Une minute de lecture

Je suis le clou de l'attente. Pas de marteau pour m’enfoncer, pas de planche pour m'offrir un corps. Ma vie n'est pas une chute, c'est une renonciation.

On m'a arraché alors que je rêvais de devenir fleur. On m’a jeté sur les nattes, sous un soleil qui ne nourrit plus mais qui dévore. J’ai senti ma chair se vider, ma sève se changer en amertume, mes pétales se pétrifier en une tête de bois sombre. Je suis devenu cette petite momie odorante, ce vestige de parfum que l'on oublie au fond d'un bocal.

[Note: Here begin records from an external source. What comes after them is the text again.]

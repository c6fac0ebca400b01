//! A service endpoint bound to an authenticated session.

use serde::de::DeserializeOwned;
use stackquota_core::{Limit, QuotaSet, ServiceKind};
use stackquota_fetch::Session;
use std::sync::Arc;
use tracing::debug;
use url::Url;

use crate::error::ServiceError;
use crate::registry::ServiceRegistry;

/// Where one service's requests go.
#[derive(Debug, Clone)]
pub struct ServiceEndpoint {
    session: Arc<Session>,
    kind: ServiceKind,
    url: Option<Url>,
}

impl ServiceEndpoint {
    /// Resolves `kind`'s endpoint from the session catalog.
    ///
    /// A missing endpoint is not an error here; requests fail with
    /// [`ServiceError::NoEndpoint`] instead.
    pub fn from_catalog(session: Arc<Session>, kind: ServiceKind) -> Self {
        let url = session.endpoint_for(ServiceRegistry::service_types(kind)).ok();
        debug!(service = %kind, endpoint = ?url.as_ref().map(Url::as_str), "Resolved endpoint");
        Self { session, kind, url }
    }

    /// Uses an explicit endpoint instead of the catalog.
    pub fn with_url(session: Arc<Session>, kind: ServiceKind, url: Url) -> Self {
        Self {
            session,
            kind,
            url: Some(url),
        }
    }

    /// The service this endpoint belongs to.
    pub fn kind(&self) -> ServiceKind {
        self.kind
    }

    /// The resolved base URL.
    pub fn url(&self) -> Option<&Url> {
        self.url.as_ref()
    }

    /// GETs `path` below the endpoint.
    pub async fn get<T: DeserializeOwned>(
        &self,
        path: &str,
        query: &[(&str, &str)],
    ) -> Result<T, ServiceError> {
        let url = self.url.as_ref().ok_or(ServiceError::NoEndpoint(self.kind))?;
        Ok(self.session.get_json(url, path, query).await?)
    }
}

/// Reads a `{"<wrapper>": {"name": n, ...}}` quota document.
///
/// Non-integer members (`id`, nested detail objects) are skipped.
pub(crate) fn quota_set_from(
    service: ServiceKind,
    body: &serde_json::Value,
    wrapper: &str,
) -> Result<QuotaSet, ServiceError> {
    let members = body
        .get(wrapper)
        .and_then(serde_json::Value::as_object)
        .ok_or_else(|| ServiceError::parse(service, format!("missing `{wrapper}` object")))?;

    Ok(members
        .iter()
        .filter_map(|(name, value)| value.as_i64().map(|raw| (name.as_str(), Limit::from_raw(raw))))
        .collect())
}

#[cfg(test)]
mod tests {
    use super::*;
    use serde_json::json;

    #[test]
    fn test_quota_set_skips_non_integers() {
        let body = json!({"quota_set": {"id": "t1", "cores": 20, "ram": -1}});
        let quotas = quota_set_from(ServiceKind::Compute, &body, "quota_set").unwrap();

        assert_eq!(quotas.len(), 2);
        assert_eq!(quotas.get("cores"), Some(Limit::Limited(20)));
        assert_eq!(quotas.get("ram"), Some(Limit::Unlimited));
    }

    #[test]
    fn test_quota_set_missing_wrapper() {
        let body = json!({"quota": {}});
        let result = quota_set_from(ServiceKind::Volume, &body, "quota_set");
        assert!(matches!(result, Err(ServiceError::Parse { .. })));
    }
}
//! Domain models for `StackQuota`.
//!
//! ## Submodules
//!
//! - [`limit`] - Quota values (`Limit`) and per-resource usage (`ResourceQuota`)
//! - [`usages`] - The aggregated `QuotaUsages` snapshot and its builder
//! - [`service`] - Backend services and the quota fields each one owns
//! - [`limits`] - Raw backend documents (`AbsoluteLimits`, `QuotaSet`, `QuotaDetail`)
//! - [`network`] - Network resources counted for usage

mod limit;
mod limits;
mod network;
mod service;
mod usages;

pub use limit::{Limit, ResourceQuota};
pub use limits::{AbsoluteLimits, QuotaDetail, QuotaSet};
pub use network::{NetworkResource, SecurityGroup, SecurityGroupRule};
pub use service::{
    CINDER_QUOTA_FIELDS, NEUTRON_QUOTA_FIELDS, NOVA_QUOTA_FIELDS, ServiceAvailability, ServiceKind, all_quota_fields,
};
pub use usages::{QuotaUsages, QuotaUsagesBuilder};
//! Service availability backed by the identity catalog.

use async_trait::async_trait;
use stackquota_core::{CoreError, ServiceCatalog, ServiceKind};
use stackquota_fetch::Session;
use std::collections::BTreeSet;
use std::sync::Arc;
use tracing::debug;

use crate::registry::ServiceRegistry;

/// A service is enabled when the catalog publishes an endpoint for it and
/// the operator has not switched it off.
#[derive(Debug, Clone)]
pub struct SessionCatalog {
    session: Arc<Session>,
    disabled: BTreeSet<ServiceKind>,
}

impl SessionCatalog {
    /// Creates a catalog view over `session`.
    pub fn new(session: Arc<Session>) -> Self {
        Self {
            session,
            disabled: BTreeSet::new(),
        }
    }

    /// Treats `services` as not deployed regardless of the catalog.
    pub fn with_disabled(mut self, services: impl IntoIterator<Item = ServiceKind>) -> Self {
        self.disabled.extend(services);
        self
    }
}

#[async_trait]
impl ServiceCatalog for SessionCatalog {
    async fn is_service_enabled(&self, service: ServiceKind) -> Result<bool, CoreError> {
        if self.disabled.contains(&service) {
            debug!(service = %service, "Service disabled by configuration");
            return Ok(false);
        }

        let enabled = self
            .session
            .has_service(ServiceRegistry::service_types(service))?;
        debug!(service = %service, enabled, "Checked service catalog");
        Ok(enabled)
    }
}

#[cfg(test)]
mod tests {
    use super::*;
    use stackquota_fetch::{EndpointFilter, HttpClient};

    fn session() -> Arc<Session> {
        session_from(
            r#"{
            "token": {
                "project": {"id": "p1"},
                "catalog": [
                    {"type": "compute", "endpoints": [{"interface": "public", "url": "https://nova/v2.1"}]},
                    {"type": "block-storage", "endpoints": [{"interface": "public", "url": "https://cinder/v3/p1"}]},
                    {"type": "network", "endpoints": [{"interface": "admin", "url": "https://neutron"}]}
                ]
            }
        }"#,
        )
    }

    fn session_from(body: &str) -> Arc<Session> {
        let session = Session::from_token_body(
            HttpClient::new().unwrap(),
            "tok".to_string(),
            body,
            EndpointFilter::default(),
        )
        .unwrap();
        Arc::new(session)
    }

    #[tokio::test]
    async fn test_enabled_from_catalog() {
        let catalog = SessionCatalog::new(session());

        assert!(catalog.is_service_enabled(ServiceKind::Compute).await.unwrap());
        assert!(catalog.is_service_enabled(ServiceKind::Volume).await.unwrap());
        // Only an admin endpoint, and the session asks for public.
        assert!(!catalog.is_service_enabled(ServiceKind::Network).await.unwrap());
    }

    #[tokio::test]
    async fn test_disabled_by_configuration() {
        let catalog = SessionCatalog::new(session()).with_disabled([ServiceKind::Volume]);
        assert!(!catalog.is_service_enabled(ServiceKind::Volume).await.unwrap());
        assert!(catalog.is_service_enabled(ServiceKind::Compute).await.unwrap());
    }

    #[tokio::test]
    async fn test_malformed_endpoint_is_an_error() {
        let catalog = SessionCatalog::new(session_from(
            r#"{
            "token": {
                "project": {"id": "p1"},
                "catalog": [
                    {"type": "compute", "endpoints": [{"interface": "public", "url": "not a url"}]}
                ]
            }
        }"#,
        ));

        let result = catalog.is_service_enabled(ServiceKind::Compute).await;
        assert!(matches!(result, Err(CoreError::InvalidConfig(_))));
        assert!(!catalog.is_service_enabled(ServiceKind::Volume).await.unwrap());
    }
}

Mon traumatisme n’est pas un cri étouffé par le bois, mais un silence consumé par la chaleur.

Le fer, lui, connaît l’union dans la douleur. Moi, je ne sers qu’à la saveur d’un instant. On me plonge dans les bouillons, on m’enfonce dans la chair d’un fruit ou d'un rôti, non pour m’unir à eux, mais pour que je leur donne mon essence jusqu’à l'épuisement. Je ne crée pas de lien, je diffuse ma mort pour masquer leur fadeur !

Une fois que j’ai tout rendu, que mon huile a brûlé le palais des vivants, on me recrache. Je finis sur le bord de l'assiette, débris inutile, noir et vidé.

Le fer reste dans l'œuvre, moi je disparais dans le goût.

C’est là ma solitude : je suis le seul clou qui ne laisse aucune trace, sinon le souvenir d’une piqûre sur la langue.